Activity »
All of the entries below are to be copied without any alteration.

****

//! TOML configuration for parser, table sizing and view options.
//!
//! ```toml
//! [parser]
//! gfm = true
//! math = true
//!
//! [table]
//! padding = 2
//! min_column_width = 3
//! fallback_delay_ms = 400
//!
//! [view]
//! show_scrollbar = true
//! base_url = "https://example.com/docs/"
//! ```
//!
//! Every key is optional; missing keys take their defaults.
use std::path::Path;
use std::time::Duration;

use serde::Deserialize;
use serde::Serialize;
use url::Url;

use crate::error::ConfigError;
use crate::parser::ParserOptions;
use crate::parser::PulldownParser;
use crate::table::TableSizing;

#[derive(Clone, Debug, Default, PartialEq, Eq, Serialize, Deserialize)]
#[serde(default)]
pub struct MarkdownConfig {
    pub parser: ParserConfig,
    pub table: TableConfig,
    pub view: ViewConfig,
}

#[derive(Clone, Debug, PartialEq, Eq, Serialize, Deserialize)]
#[serde(default)]
pub struct ParserConfig {
    pub gfm: bool,
    pub math: bool,
    pub max_input_bytes: Option<usize>,
}

impl Default for ParserConfig {
    fn default() -> Self {
        let options = ParserOptions::default();
        Self {
            gfm: options.gfm,
            math: options.math,
            max_input_bytes: None,
        }
    }
}

impl ParserConfig {
    pub fn options(&self) -> ParserOptions {
        ParserOptions {
            gfm: self.gfm,
            math: self.math,
        }
    }

    pub fn build(&self) -> PulldownParser {
        PulldownParser::new().with_max_input_bytes(self.max_input_bytes)
    }
}

#[derive(Clone, Debug, PartialEq, Eq, Serialize, Deserialize)]
#[serde(default)]
pub struct TableConfig {
    pub padding: u16,
    pub min_column_width: u16,
    pub fallback_delay_ms: u64,
    pub fallback_column_width: u16,
}

impl Default for TableConfig {
    fn default() -> Self {
        Self::from(TableSizing::default())
    }
}

impl From<TableSizing> for TableConfig {
    fn from(sizing: TableSizing) -> Self {
        Self {
            padding: sizing.padding,
            min_column_width: sizing.min_column_width,
            fallback_delay_ms: u64::try_from(sizing.fallback_delay.as_millis()).unwrap_or(u64::MAX),
            fallback_column_width: sizing.fallback_column_width,
        }
    }
}

impl TableConfig {
    pub fn sizing(&self) -> TableSizing {
        TableSizing {
            padding: self.padding,
            min_column_width: self.min_column_width,
            fallback_delay: Duration::from_millis(self.fallback_delay_ms),
            fallback_column_width: self.fallback_column_width,
        }
    }
}

#[derive(Clone, Debug, PartialEq, Eq, Serialize, Deserialize)]
#[serde(default)]
pub struct ViewConfig {
    pub show_scrollbar: bool,
    pub padding_left: u16,
    pub padding_right: u16,
    pub wrap: bool,
    pub base_url: Option<String>,
    pub show_link_destinations: bool,
    pub code_block_indent: u16,
    /// Keep a streaming view pinned to the bottom while text arrives.
    pub follow_tail: bool,
}

impl Default for ViewConfig {
    fn default() -> Self {
        Self {
            show_scrollbar: true,
            padding_left: 0,
            padding_right: 0,
            wrap: true,
            base_url: None,
            show_link_destinations: false,
            code_block_indent: 4,
            follow_tail: true,
        }
    }
}

impl MarkdownConfig {
    pub fn from_toml_str(s: &str) -> Result<Self, ConfigError> {
        let config: MarkdownConfig = toml::from_str(s)?;
        config.validate()?;
        Ok(config)
    }

    pub fn from_path(path: impl AsRef<Path>) -> Result<Self, ConfigError> {
        let path = path.as_ref();
        let text = std::fs::read_to_string(path).map_err(|source| ConfigError::Io {
            path: path.to_path_buf(),
            source,
        })?;
        Self::from_toml_str(&text)
    }

    pub fn validate(&self) -> Result<(), ConfigError> {
        if self.table.padding == 0 && self.table.min_column_width == 0 {
            return Err(ConfigError::Invalid(
                "table.padding and table.min_column_width are both 0; columns may collapse"
                    .to_string(),
            ));
        }
        if self.table.fallback_column_width == 0 {
            return Err(ConfigError::Invalid(
                "table.fallback_column_width must be at least 1".to_string(),
            ));
        }
        if let Some(base) = self.view.base_url.as_deref()
            && let Err(err) = Url::parse(base)
        {
            return Err(ConfigError::Invalid(format!(
                "view.base_url `{base}` is not a valid url: {err}"
            )));
        }
        if self.parser.max_input_bytes == Some(0) {
            return Err(ConfigError::Invalid(
                "parser.max_input_bytes must be positive".to_string(),
            ));
        }
        Ok(())
    }
}

#[cfg(test)]
mod tests {
    use super::*;
    use pretty_assertions::assert_eq;

    #[test]
    fn empty_config_is_default() {
        let config = MarkdownConfig::from_toml_str("").unwrap();
        assert_eq!(config, MarkdownConfig::default());
        assert_eq!(config.table.sizing(), TableSizing::default());
        assert_eq!(config.parser.options(), ParserOptions::default());
    }

    #[test]
    fn partial_sections_keep_other_defaults() {
        let config = MarkdownConfig::from_toml_str(
            r#"
            [parser]
            math = false
            max_input_bytes = 1024

            [table]
            padding = 32
            min_column_width = 100
            fallback_delay_ms = 250

            [view]
            base_url = "https://example.com/docs/"
            follow_tail = false
            "#,
        )
        .unwrap();
        assert!(config.parser.gfm);
        assert!(!config.parser.math);
        assert_eq!(config.parser.max_input_bytes, Some(1024));
        assert_eq!(
            config.table.sizing(),
            TableSizing {
                padding: 32,
                min_column_width: 100,
                fallback_delay: Duration::from_millis(250),
                fallback_column_width: 12,
            }
        );
        assert!(config.view.show_scrollbar);
        assert!(!config.view.follow_tail);
    }

    #[test]
    fn reference_sizing_round_trips_through_config() {
        let config = TableConfig::from(TableSizing::reference());
        assert_eq!(config.fallback_delay_ms, 400);
        assert_eq!(config.sizing(), TableSizing::reference());
    }

    #[test]
    fn rejects_collapsing_columns() {
        let err = MarkdownConfig::from_toml_str("[table]\npadding = 0\nmin_column_width = 0\n")
            .unwrap_err();
        assert!(matches!(err, ConfigError::Invalid(_)));
    }

    #[test]
    fn rejects_bad_base_url() {
        let err = MarkdownConfig::from_toml_str("[view]\nbase_url = \"not a url\"\n").unwrap_err();
        assert!(matches!(err, ConfigError::Invalid(_)));
    }

    #[test]
    fn reports_toml_errors() {
        let err = MarkdownConfig::from_toml_str("[table]\npadding = \"wide\"\n").unwrap_err();
        assert!(matches!(err, ConfigError::Toml(_)));
    }

    #[test]
    fn missing_file_reports_its_path() {
        let err = MarkdownConfig::from_path("/definitely/not/here.toml").unwrap_err();
        match err {
            ConfigError::Io { path, .. } => {
                assert_eq!(path, Path::new("/definitely/not/here.toml"))
            }
            other => panic!("expected an io error, got {other:?}"),
        }
    }
}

****

Answer box »
//! TOML configuration for parser, table sizing and view options.
//!
//! ```toml
//! [parser]
//! gfm = true
//! math = true
//!
//! [table]
//! padding = 2
//! min_column_width = 3
//! fallback_delay_ms = 400
//!
//! [view]
//! show_scrollbar = true
//! base_url = "https://example.com/docs/"
//! ```
//!
//! Every key is optional; missing keys take their defaults.
use std::path::Path;
use std::time::Duration;

use serde::Deserialize;
use serde::Serialize;
use url::Url;

use crate::error::ConfigError;
use crate::parser::ParserOptions;
use crate::parser::PulldownParser;
use crate::table::TableSizing;

#[derive(Clone, Debug, Default, PartialEq, Eq, Serialize, Deserialize)]
#[serde(default)]
pub struct MarkdownConfig {
    pub parser: ParserConfig,
    pub table: TableConfig,
    pub view: ViewConfig,
}

#[derive(Clone, Debug, PartialEq, Eq, Serialize, Deserialize)]
#[serde(default)]
pub struct ParserConfig {
    pub gfm: bool,
    pub math: bool,
    pub max_input_bytes: Option<usize>,
}

impl Default for ParserConfig {
    fn default() -> Self {
        let options = ParserOptions::default();
        Self {
            gfm: options.gfm,
            math: options.math,
            max_input_bytes: None,
        }
    }
}

impl ParserConfig {
    pub fn options(&self) -> ParserOptions {
        ParserOptions {
            gfm: self.gfm,
            math: self.math,
        }
    }

    pub fn build(&self) -> PulldownParser {
        PulldownParser::new().with_max_input_bytes(self.max_input_bytes)
    }
}

#[derive(Clone, Debug, PartialEq, Eq, Serialize, Deserialize)]
#[serde(default)]
pub struct TableConfig {
    pub padding: u16,
    pub min_column_width: u16,
    pub fallback_delay_ms: u64,
    pub fallback_column_width: u16,
}

impl Default for TableConfig {
    fn default() -> Self {
        Self::from(TableSizing::default())
    }
}

impl From<TableSizing> for TableConfig {
    fn from(sizing: TableSizing) -> Self {
        Self {
            padding: sizing.padding,
            min_column_width: sizing.min_column_width,
            fallback_delay_ms: u64::try_from(sizing.fallback_delay.as_millis()).unwrap_or(u64::MAX),
            fallback_column_width: sizing.fallback_column_width,
        }
    }
}

impl TableConfig {
    pub fn sizing(&self) -> TableSizing {
        TableSizing {
            padding: self.padding,
            min_column_width: self.min_column_width,
            fallback_delay: Duration::from_millis(self.fallback_delay_ms),
            fallback_column_width: self.fallback_column_width,
        }
    }
}

#[derive(Clone, Debug, PartialEq, Eq, Serialize, Deserialize)]
#[serde(default)]
pub struct ViewConfig {
    pub show_scrollbar: bool,
    pub padding_left: u16,
    pub padding_right: u16,
    pub wrap: bool,
    pub base_url: Option<String>,
    pub show_link_destinations: bool,
    pub code_block_indent: u16,
    /// Keep a streaming view pinned to the bottom while text arrives.
    pub follow_tail: bool,
}

impl Default for ViewConfig {
    fn default() -> Self {
        Self {
            show_scrollbar: true,
            padding_left: 0,
            padding_right: 0,
            wrap: true,
            base_url: None,
            show_link_destinations: false,
            code_block_indent: 4,
            follow_tail: true,
        }
    }
}

impl MarkdownConfig {
    pub fn from_toml_str(s: &str) -> Result<Self, ConfigError> {
        let config: MarkdownConfig = toml::from_str(s)?;
        config.validate()?;
        Ok(config)
    }

    pub fn from_path(path: impl AsRef<Path>) -> Result<Self, ConfigError> {
        let path = path.as_ref();
        let text = std::fs::read_to_string(path).map_err(|source| ConfigError::Io {
            path: path.to_path_buf(),
            source,
        })?;
        Self::from_toml_str(&text)
    }

    pub fn validate(&self) -> Result<(), ConfigError> {
        if self.table.padding == 0 && self.table.min_column_width == 0 {
            return Err(ConfigError::Invalid(
                "table.padding and table.min_column_width are both 0; columns may collapse"
                    .to_string(),
            ));
        }
        if self.table.fallback_column_width == 0 {
            return Err(ConfigError::Invalid(
                "table.fallback_column_width must be at least 1".to_string(),
            ));
        }
        if let Some(base) = self.view.base_url.as_deref()
            && let Err(err) = Url::parse(base)
        {
            return Err(ConfigError::Invalid(format!(
                "view.base_url `{base}` is not a valid url: {err}"
            )));
        }
        if self.parser.max_input_bytes == Some(0) {
            return Err(ConfigError::Invalid(
                "parser.max_input_bytes must be positive".to_string(),
            ));
        }
        Ok(())
    }
}

#[cfg(test)]
mod tests {
    use super::*;
    use pretty_assertions::assert_eq;

    #[test]
    fn empty_config_is_default() {
        let config = MarkdownConfig::from_toml_str("").unwrap();
        assert_eq!(config, MarkdownConfig::default());
        assert_eq!(config.table.sizing(), TableSizing::default());
        assert_eq!(config.parser.options(), ParserOptions::default());
    }

    #[test]
    fn partial_sections_keep_other_defaults() {
        let config = MarkdownConfig::from_toml_str(
            r#"
            [parser]
            math = false
            max_input_bytes = 1024

            [table]
            padding = 32
            min_column_width = 100
            fallback_delay_ms = 250

            [view]
            base_url = "https://example.com/docs/"
            follow_tail = false
            "#,
        )
        .unwrap();
        assert!(config.parser.gfm);
        assert!(!config.parser.math);
        assert_eq!(config.parser.max_input_bytes, Some(1024));
        assert_eq!(
            config.table.sizing(),
            TableSizing {
                padding: 32,
                min_column_width: 100,
                fallback_delay: Duration::from_millis(250),
                fallback_column_width: 12,
            }
        );
        assert!(config.view.show_scrollbar);
        assert!(!config.view.follow_tail);
    }

    #[test]
    fn reference_sizing_round_trips_through_config() {
        let config = TableConfig::from(TableSizing::reference());
        assert_eq!(config.fallback_delay_ms, 400);
        assert_eq!(config.sizing(), TableSizing::reference());
    }

    #[test]
    fn rejects_collapsing_columns() {
        let err = MarkdownConfig::from_toml_str("[table]\npadding = 0\nmin_column_width = 0\n")
            .unwrap_err();
        assert!(matches!(err, ConfigError::Invalid(_)));
    }

    #[test]
    fn rejects_bad_base_url() {
        let err = MarkdownConfig::from_toml_str("[view]\nbase_url = \"not a url\"\n").unwrap_err();
        assert!(matches!(err, ConfigError::Invalid(_)));
    }

    #[test]
    fn reports_toml_errors() {
        let err = MarkdownConfig::from_toml_str("[table]\npadding = \"wide\"\n").unwrap_err();
        assert!(matches!(err, ConfigError::Toml(_)));
    }

    #[test]
    fn missing_file_reports_its_path() {
        let err = MarkdownConfig::from_path("/definitely/not/here.toml").unwrap_err();
        match err {
            ConfigError::Io { path, .. } => {
                assert_eq!(path, Path::new("/definitely/not/here.toml"))
            }
            other => panic!("expected an io error, got {other:?}"),
        }
    }
}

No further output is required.